Exercise materials:
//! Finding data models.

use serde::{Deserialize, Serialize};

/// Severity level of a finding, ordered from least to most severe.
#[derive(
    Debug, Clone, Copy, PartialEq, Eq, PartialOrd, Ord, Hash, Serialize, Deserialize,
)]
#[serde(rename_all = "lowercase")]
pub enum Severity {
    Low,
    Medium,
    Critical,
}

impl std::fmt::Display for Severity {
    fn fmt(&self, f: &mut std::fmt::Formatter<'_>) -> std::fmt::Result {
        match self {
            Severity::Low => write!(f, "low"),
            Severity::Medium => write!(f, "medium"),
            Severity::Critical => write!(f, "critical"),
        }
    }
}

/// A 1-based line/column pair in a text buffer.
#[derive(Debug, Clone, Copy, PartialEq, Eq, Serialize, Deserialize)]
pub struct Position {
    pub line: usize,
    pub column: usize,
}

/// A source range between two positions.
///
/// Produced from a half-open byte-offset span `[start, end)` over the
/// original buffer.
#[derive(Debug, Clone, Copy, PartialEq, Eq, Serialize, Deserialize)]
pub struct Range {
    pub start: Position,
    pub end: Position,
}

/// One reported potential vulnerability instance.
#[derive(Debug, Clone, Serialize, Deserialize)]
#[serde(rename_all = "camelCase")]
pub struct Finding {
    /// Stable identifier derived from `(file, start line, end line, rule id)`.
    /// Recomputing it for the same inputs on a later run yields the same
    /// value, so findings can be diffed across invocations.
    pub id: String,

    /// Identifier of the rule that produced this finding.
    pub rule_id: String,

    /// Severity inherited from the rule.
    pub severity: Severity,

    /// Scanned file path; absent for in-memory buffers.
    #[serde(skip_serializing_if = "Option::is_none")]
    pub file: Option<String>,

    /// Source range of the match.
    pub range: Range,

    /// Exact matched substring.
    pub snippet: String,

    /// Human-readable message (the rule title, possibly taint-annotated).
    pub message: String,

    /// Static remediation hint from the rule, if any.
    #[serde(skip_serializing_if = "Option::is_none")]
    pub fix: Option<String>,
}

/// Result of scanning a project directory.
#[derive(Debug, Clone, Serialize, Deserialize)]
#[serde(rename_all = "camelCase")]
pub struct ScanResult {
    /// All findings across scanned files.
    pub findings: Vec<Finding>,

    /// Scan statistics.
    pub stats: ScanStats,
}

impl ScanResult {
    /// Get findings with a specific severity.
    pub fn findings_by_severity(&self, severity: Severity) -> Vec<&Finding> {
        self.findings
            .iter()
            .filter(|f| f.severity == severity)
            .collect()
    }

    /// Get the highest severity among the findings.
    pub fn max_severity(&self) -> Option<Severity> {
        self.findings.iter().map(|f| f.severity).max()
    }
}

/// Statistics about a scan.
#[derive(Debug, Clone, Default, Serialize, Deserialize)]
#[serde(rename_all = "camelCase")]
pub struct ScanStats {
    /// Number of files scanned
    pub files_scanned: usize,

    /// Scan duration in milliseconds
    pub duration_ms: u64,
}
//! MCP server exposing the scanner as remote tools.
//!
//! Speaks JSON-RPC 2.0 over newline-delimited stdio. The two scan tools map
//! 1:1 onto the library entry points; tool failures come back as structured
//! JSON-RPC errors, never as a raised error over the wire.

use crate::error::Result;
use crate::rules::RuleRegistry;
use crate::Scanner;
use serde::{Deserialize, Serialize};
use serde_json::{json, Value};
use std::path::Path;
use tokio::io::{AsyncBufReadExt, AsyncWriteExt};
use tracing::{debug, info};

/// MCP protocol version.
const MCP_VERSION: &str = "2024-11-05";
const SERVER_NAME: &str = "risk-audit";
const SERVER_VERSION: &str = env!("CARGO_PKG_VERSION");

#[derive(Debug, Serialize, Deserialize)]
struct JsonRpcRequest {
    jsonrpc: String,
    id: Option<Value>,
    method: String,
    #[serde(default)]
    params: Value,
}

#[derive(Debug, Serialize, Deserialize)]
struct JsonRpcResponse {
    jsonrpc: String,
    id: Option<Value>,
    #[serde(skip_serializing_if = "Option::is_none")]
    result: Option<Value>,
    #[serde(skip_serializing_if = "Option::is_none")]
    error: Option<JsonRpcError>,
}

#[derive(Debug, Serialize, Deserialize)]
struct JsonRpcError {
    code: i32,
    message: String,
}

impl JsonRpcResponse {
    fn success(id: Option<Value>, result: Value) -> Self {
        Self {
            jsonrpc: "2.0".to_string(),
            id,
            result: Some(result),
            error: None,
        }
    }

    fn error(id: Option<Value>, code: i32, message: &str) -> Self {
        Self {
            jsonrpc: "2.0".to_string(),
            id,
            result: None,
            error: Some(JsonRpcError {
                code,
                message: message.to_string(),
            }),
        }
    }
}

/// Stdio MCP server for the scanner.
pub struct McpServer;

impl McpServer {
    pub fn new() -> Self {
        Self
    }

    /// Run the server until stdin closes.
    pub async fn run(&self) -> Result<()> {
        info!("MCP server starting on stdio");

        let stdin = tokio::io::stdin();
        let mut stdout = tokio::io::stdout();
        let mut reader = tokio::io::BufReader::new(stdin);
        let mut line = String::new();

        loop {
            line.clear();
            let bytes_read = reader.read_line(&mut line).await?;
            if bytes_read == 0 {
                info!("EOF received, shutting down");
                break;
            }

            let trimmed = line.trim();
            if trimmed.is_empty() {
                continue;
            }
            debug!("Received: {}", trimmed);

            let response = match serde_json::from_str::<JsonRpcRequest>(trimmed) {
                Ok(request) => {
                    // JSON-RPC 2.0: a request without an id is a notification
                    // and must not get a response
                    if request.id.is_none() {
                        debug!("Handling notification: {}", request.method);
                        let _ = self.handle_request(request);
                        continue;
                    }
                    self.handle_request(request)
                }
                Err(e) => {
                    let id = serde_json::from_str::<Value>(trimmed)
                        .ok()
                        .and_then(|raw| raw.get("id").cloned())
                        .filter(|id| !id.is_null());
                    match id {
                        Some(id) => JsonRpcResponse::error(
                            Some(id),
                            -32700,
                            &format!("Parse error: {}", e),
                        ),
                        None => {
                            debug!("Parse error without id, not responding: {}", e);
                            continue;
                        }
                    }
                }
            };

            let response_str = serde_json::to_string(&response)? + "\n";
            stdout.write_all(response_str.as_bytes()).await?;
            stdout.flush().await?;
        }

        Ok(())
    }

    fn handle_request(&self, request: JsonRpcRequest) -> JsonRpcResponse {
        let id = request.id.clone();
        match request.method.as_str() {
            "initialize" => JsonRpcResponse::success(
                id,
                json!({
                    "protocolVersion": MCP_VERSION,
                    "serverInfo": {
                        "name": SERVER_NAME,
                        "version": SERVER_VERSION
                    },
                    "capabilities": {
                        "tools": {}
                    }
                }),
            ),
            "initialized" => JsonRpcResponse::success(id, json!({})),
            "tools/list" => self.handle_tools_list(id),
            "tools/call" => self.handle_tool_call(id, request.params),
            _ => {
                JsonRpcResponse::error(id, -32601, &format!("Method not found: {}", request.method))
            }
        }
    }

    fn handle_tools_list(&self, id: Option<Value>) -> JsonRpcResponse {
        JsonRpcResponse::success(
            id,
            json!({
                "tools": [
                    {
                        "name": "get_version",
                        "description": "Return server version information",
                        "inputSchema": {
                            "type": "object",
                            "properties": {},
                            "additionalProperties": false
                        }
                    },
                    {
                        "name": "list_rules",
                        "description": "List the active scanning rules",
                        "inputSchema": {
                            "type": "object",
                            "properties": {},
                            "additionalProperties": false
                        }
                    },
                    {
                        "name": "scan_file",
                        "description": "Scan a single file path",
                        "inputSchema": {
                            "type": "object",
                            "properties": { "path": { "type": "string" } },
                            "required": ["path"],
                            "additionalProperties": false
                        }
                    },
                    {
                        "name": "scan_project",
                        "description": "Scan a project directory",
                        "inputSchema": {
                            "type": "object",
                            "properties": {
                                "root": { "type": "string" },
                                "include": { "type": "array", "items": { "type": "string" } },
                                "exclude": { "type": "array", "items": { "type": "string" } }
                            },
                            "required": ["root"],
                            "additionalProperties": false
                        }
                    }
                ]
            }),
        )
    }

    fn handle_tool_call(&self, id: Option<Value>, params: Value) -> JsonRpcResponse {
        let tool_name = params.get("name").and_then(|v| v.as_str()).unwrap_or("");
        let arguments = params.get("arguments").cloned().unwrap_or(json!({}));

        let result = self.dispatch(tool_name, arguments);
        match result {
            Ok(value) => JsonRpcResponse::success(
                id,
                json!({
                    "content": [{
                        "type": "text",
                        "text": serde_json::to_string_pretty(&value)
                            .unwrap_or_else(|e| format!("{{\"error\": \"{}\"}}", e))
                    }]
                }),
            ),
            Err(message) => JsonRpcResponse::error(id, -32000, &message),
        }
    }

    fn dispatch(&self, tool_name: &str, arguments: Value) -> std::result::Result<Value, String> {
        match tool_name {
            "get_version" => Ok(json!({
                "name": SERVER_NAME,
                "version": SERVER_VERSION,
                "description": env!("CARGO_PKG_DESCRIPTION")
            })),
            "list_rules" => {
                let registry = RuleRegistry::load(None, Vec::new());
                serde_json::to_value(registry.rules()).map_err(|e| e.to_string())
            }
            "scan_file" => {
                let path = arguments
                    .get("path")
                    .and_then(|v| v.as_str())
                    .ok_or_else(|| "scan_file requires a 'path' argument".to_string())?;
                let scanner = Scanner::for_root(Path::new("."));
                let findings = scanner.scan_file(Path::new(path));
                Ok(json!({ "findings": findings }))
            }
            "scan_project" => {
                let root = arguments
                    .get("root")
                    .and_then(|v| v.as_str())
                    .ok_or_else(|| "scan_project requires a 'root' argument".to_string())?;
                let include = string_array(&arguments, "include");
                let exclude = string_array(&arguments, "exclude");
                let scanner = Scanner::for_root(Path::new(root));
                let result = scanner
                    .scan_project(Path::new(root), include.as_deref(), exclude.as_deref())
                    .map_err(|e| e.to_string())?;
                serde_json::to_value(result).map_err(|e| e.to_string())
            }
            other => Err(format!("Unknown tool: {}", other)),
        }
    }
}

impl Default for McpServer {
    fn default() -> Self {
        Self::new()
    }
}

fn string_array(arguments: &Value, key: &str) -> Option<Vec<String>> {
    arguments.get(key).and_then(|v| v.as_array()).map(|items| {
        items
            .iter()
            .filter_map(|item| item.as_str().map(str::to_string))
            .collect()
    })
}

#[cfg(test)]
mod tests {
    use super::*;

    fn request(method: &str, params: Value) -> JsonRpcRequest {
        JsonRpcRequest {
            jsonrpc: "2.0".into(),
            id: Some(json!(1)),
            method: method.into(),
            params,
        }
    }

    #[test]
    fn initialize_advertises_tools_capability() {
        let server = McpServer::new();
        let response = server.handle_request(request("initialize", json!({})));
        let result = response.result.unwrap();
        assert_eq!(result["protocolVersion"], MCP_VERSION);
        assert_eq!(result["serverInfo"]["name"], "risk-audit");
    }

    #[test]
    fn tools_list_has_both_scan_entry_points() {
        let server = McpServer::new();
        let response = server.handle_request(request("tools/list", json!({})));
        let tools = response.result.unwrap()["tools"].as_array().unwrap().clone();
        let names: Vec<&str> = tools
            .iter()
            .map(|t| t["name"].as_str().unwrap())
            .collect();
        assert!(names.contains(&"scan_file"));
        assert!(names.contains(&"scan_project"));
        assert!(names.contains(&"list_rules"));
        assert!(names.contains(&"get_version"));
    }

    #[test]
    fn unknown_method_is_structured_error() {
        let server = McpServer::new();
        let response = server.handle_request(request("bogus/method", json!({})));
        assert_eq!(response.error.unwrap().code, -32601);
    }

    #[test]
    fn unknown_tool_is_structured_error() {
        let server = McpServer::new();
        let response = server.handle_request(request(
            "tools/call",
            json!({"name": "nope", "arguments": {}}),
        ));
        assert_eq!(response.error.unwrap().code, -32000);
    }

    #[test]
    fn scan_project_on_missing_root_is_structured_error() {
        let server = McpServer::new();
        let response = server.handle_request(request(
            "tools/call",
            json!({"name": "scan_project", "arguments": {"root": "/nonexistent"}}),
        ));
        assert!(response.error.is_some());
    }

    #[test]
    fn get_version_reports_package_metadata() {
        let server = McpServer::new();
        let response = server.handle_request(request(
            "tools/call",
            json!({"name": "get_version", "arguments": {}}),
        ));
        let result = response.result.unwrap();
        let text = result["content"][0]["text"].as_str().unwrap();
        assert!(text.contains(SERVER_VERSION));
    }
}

* * *

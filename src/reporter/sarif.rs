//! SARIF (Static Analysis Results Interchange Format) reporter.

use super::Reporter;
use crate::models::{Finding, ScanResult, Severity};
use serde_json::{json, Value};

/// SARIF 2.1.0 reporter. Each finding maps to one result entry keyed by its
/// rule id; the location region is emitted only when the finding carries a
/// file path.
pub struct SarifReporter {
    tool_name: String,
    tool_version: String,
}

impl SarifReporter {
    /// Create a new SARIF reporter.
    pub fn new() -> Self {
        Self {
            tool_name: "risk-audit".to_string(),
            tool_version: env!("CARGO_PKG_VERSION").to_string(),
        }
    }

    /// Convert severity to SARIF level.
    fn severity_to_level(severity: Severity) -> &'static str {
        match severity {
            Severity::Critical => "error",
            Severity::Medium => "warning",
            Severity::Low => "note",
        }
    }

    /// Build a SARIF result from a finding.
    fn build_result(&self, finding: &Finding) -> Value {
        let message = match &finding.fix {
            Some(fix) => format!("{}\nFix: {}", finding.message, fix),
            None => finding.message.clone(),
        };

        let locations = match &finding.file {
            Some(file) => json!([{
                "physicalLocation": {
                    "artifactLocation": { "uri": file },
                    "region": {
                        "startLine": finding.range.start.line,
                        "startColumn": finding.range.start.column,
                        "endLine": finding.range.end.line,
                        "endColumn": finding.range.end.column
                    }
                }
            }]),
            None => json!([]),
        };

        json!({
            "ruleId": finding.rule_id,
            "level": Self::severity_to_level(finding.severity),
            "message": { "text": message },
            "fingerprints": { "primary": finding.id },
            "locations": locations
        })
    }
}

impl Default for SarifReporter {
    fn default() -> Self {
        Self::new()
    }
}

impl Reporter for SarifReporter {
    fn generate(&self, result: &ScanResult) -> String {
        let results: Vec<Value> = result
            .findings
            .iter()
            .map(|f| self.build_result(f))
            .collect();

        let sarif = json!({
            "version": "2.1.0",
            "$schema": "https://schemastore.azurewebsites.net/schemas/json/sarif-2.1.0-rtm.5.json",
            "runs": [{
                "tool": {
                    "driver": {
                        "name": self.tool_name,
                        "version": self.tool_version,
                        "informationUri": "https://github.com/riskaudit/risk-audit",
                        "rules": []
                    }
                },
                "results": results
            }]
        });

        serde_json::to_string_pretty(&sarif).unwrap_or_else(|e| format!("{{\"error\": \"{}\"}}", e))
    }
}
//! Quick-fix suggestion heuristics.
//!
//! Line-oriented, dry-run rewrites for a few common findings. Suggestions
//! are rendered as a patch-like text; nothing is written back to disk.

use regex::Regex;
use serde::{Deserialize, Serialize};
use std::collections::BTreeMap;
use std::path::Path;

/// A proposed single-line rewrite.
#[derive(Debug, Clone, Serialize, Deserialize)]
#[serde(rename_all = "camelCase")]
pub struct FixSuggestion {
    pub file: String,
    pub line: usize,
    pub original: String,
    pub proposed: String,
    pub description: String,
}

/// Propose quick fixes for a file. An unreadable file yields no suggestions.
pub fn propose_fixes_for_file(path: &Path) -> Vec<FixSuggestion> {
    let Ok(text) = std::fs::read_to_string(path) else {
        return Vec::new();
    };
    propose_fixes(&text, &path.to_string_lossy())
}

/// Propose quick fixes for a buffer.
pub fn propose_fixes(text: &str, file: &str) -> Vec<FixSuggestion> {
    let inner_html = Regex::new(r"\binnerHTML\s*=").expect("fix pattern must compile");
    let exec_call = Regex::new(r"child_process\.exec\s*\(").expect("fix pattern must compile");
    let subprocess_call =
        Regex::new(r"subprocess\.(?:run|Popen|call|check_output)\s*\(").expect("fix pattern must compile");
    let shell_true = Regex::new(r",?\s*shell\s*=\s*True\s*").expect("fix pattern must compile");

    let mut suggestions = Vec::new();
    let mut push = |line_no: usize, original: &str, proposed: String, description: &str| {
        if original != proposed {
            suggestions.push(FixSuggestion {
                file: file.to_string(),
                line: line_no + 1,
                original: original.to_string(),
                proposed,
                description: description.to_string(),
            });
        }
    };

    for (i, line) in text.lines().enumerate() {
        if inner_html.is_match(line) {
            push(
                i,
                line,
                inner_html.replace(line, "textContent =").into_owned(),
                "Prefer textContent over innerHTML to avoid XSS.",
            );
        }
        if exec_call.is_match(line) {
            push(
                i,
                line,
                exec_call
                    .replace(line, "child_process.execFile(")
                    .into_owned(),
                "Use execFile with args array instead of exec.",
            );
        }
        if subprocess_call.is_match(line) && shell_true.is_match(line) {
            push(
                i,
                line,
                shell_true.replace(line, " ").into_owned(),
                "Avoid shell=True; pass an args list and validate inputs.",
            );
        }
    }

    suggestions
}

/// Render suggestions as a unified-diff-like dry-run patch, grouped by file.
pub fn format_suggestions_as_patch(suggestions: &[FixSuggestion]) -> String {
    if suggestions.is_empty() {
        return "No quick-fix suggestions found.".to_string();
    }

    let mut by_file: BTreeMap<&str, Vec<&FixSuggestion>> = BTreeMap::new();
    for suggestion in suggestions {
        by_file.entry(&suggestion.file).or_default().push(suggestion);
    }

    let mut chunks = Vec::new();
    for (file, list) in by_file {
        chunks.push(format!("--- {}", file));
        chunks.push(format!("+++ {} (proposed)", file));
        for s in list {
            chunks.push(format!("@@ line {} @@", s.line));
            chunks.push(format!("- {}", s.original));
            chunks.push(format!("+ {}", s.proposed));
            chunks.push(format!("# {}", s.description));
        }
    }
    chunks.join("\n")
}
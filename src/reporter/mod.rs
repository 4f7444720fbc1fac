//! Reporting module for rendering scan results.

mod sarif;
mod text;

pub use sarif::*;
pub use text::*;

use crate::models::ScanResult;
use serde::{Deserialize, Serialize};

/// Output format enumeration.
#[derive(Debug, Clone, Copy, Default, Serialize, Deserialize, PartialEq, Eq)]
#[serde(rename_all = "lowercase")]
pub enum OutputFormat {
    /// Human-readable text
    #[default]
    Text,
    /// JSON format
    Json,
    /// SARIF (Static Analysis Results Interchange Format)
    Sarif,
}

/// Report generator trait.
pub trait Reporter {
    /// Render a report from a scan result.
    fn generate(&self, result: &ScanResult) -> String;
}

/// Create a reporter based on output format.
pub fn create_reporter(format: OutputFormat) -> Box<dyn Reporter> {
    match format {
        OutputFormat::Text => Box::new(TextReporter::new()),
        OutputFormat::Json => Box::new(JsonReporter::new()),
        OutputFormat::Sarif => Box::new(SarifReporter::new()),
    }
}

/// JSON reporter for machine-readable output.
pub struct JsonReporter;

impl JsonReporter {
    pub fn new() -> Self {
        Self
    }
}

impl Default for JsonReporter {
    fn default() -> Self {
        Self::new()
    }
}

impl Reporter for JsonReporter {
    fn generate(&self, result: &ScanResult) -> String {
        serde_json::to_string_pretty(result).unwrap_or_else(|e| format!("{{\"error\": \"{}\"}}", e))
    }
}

==

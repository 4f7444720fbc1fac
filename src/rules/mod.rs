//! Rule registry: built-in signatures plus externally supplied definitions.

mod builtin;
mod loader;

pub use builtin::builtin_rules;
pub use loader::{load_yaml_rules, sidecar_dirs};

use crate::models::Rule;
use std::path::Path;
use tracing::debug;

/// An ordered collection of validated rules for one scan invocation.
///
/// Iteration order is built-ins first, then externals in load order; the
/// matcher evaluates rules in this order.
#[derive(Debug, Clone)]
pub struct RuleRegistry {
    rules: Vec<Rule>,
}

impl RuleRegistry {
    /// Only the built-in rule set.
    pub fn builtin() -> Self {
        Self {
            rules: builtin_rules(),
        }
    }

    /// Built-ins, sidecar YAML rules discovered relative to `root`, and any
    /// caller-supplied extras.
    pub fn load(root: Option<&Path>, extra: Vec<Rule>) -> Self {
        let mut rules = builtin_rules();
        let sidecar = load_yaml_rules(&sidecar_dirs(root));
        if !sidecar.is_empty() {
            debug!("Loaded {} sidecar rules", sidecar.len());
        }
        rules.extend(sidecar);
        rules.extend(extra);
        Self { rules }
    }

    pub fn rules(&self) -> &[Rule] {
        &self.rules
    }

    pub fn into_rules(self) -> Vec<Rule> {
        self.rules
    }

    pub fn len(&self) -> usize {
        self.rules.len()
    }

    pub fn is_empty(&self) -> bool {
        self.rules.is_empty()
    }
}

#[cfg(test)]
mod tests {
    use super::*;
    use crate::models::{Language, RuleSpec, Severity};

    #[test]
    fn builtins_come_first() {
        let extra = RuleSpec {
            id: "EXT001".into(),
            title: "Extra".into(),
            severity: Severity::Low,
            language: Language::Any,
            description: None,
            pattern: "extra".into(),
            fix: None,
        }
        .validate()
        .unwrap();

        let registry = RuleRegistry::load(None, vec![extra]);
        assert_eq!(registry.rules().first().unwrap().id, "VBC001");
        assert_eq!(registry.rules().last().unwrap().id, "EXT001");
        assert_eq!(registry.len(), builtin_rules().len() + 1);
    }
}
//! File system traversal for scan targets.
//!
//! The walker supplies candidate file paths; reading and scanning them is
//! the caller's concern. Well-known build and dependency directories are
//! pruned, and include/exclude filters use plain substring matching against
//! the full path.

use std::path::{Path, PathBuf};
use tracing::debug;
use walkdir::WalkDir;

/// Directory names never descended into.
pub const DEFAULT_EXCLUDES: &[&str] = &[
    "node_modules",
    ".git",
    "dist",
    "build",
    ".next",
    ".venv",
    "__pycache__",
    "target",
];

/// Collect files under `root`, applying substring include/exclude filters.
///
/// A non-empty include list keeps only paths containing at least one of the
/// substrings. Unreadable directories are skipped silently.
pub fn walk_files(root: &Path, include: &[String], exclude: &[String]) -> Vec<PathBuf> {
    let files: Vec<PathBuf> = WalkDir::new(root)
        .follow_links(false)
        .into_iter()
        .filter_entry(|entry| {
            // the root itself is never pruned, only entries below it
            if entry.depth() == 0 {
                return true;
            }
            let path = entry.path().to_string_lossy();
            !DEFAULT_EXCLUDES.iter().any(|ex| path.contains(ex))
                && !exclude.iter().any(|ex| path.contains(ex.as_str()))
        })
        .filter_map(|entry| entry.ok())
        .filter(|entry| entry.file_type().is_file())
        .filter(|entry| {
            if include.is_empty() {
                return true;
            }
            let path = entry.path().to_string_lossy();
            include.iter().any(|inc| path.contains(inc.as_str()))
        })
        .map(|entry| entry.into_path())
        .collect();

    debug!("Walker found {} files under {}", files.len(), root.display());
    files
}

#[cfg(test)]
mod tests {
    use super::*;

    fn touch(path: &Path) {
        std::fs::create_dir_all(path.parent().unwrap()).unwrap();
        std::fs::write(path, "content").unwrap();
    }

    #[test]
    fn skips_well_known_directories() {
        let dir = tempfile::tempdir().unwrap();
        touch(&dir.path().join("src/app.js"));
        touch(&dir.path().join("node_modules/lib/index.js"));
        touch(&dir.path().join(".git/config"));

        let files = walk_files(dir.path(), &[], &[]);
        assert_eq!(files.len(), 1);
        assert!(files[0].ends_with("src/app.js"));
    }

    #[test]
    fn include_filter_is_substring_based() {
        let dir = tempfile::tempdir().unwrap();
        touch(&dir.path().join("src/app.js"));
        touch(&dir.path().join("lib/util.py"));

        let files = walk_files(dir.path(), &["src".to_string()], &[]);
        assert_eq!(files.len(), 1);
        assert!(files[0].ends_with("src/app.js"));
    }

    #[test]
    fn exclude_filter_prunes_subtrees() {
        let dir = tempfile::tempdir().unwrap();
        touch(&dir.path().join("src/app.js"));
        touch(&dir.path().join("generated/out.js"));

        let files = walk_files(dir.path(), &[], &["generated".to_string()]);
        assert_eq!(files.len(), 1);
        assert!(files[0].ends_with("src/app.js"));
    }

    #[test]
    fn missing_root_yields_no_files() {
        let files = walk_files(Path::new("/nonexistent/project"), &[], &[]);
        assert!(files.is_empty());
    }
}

Work instruction: The expected output is one number: how many lines of the data above hold the string "Medium".

Written reply: 3